Repeat every entry in full. Match each line exactly.

RECORD SET ::
————————
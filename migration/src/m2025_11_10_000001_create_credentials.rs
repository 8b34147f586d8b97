use sea_orm_migration::prelude::*;

#[derive(DeriveMigrationName)]
pub struct Migration;

#[async_trait::async_trait]
impl MigrationTrait for Migration {
    async fn up(&self, manager: &SchemaManager) -> Result<(), DbErr> {
        manager
            .create_table(
                Table::create()
                    .table(Credential::Table)
                    .if_not_exists()
                    .col(ColumnDef::new(Credential::Id).uuid().not_null().primary_key())
                    .col(ColumnDef::new(Credential::UserId).uuid().not_null())
                    .col(ColumnDef::new(Credential::Provider).string().not_null())
                    .col(
                        ColumnDef::new(Credential::AccessTokenCiphertext)
                            .binary()
                            .not_null(),
                    )
                    .col(
                        ColumnDef::new(Credential::RefreshTokenCiphertext)
                            .binary()
                            .null(),
                    )
                    .col(
                        ColumnDef::new(Credential::ExpiresAt)
                            .timestamp_with_time_zone()
                            .null(),
                    )
                    .col(ColumnDef::new(Credential::Scope).string().null())
                    .col(
                        ColumnDef::new(Credential::CreatedAt)
                            .timestamp_with_time_zone()
                            .not_null()
                            .default(Expr::current_timestamp()),
                    )
                    .col(
                        ColumnDef::new(Credential::UpdatedAt)
                            .timestamp_with_time_zone()
                            .not_null()
                            .default(Expr::current_timestamp()),
                    )
                    .to_owned(),
            )
            .await?;

        // One credential per (user, provider); the vault upserts against this index.
        manager
            .create_index(
                Index::create()
                    .name("idx_credentials_user_provider")
                    .table(Credential::Table)
                    .col(Credential::UserId)
                    .col(Credential::Provider)
                    .unique()
                    .to_owned(),
            )
            .await
    }

    async fn down(&self, manager: &SchemaManager) -> Result<(), DbErr> {
        manager
            .drop_table(Table::drop().table(Credential::Table).to_owned())
            .await
    }
}

#[derive(DeriveIden)]
enum Credential {
    #[sea_orm(iden = "credentials")]
    Table,
    Id,
    UserId,
    Provider,
    AccessTokenCiphertext,
    RefreshTokenCiphertext,
    ExpiresAt,
    Scope,
    CreatedAt,
    UpdatedAt,
}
————————
ANSWER TO THIS TASK ::
filename migration/src/m2025_11_10_000001_create_credentials.rs
repository 8b34147f586d8b97
use sea_orm_migration::prelude::*;

#[derive(DeriveMigrationName)]
pub struct Migration;

#[async_trait::async_trait]
impl MigrationTrait for Migration {
    async fn up(&self, manager: &SchemaManager) -> Result<(), DbErr> {
        manager
            .create_table(
                Table::create()
                    .table(Credential::Table)
                    .if_not_exists()
                    .col(ColumnDef::new(Credential::Id).uuid().not_null().primary_key())
                    .col(ColumnDef::new(Credential::UserId).uuid().not_null())
                    .col(ColumnDef::new(Credential::Provider).string().not_null())
                    .col(
                        ColumnDef::new(Credential::AccessTokenCiphertext)
                            .binary()
                            .not_null(),
                    )
                    .col(
                        ColumnDef::new(Credential::RefreshTokenCiphertext)
                            .binary()
                            .null(),
                    )
                    .col(
                        ColumnDef::new(Credential::ExpiresAt)
                            .timestamp_with_time_zone()
                            .null(),
                    )
                    .col(ColumnDef::new(Credential::Scope).string().null())
                    .col(
                        ColumnDef::new(Credential::CreatedAt)
                            .timestamp_with_time_zone()
                            .not_null()
                            .default(Expr::current_timestamp()),
                    )
                    .col(
                        ColumnDef::new(Credential::UpdatedAt)
                            .timestamp_with_time_zone()
                            .not_null()
                            .default(Expr::current_timestamp()),
                    )
                    .to_owned(),
            )
            .await?;

        // One credential per (user, provider); the vault upserts against this index.
        manager
            .create_index(
                Index::create()
                    .name("idx_credentials_user_provider")
                    .table(Credential::Table)
                    .col(Credential::UserId)
                    .col(Credential::Provider)
                    .unique()
                    .to_owned(),
            )
            .await
    }

    async fn down(&self, manager: &SchemaManager) -> Result<(), DbErr> {
        manager
            .drop_table(Table::drop().table(Credential::Table).to_owned())
            .await
    }
}

#[derive(DeriveIden)]
enum Credential {
    #[sea_orm(iden = "credentials")]
    Table,
    Id,
    UserId,
    Provider,
    AccessTokenCiphertext,
    RefreshTokenCiphertext,
    ExpiresAt,
    Scope,
    CreatedAt,
    UpdatedAt,
}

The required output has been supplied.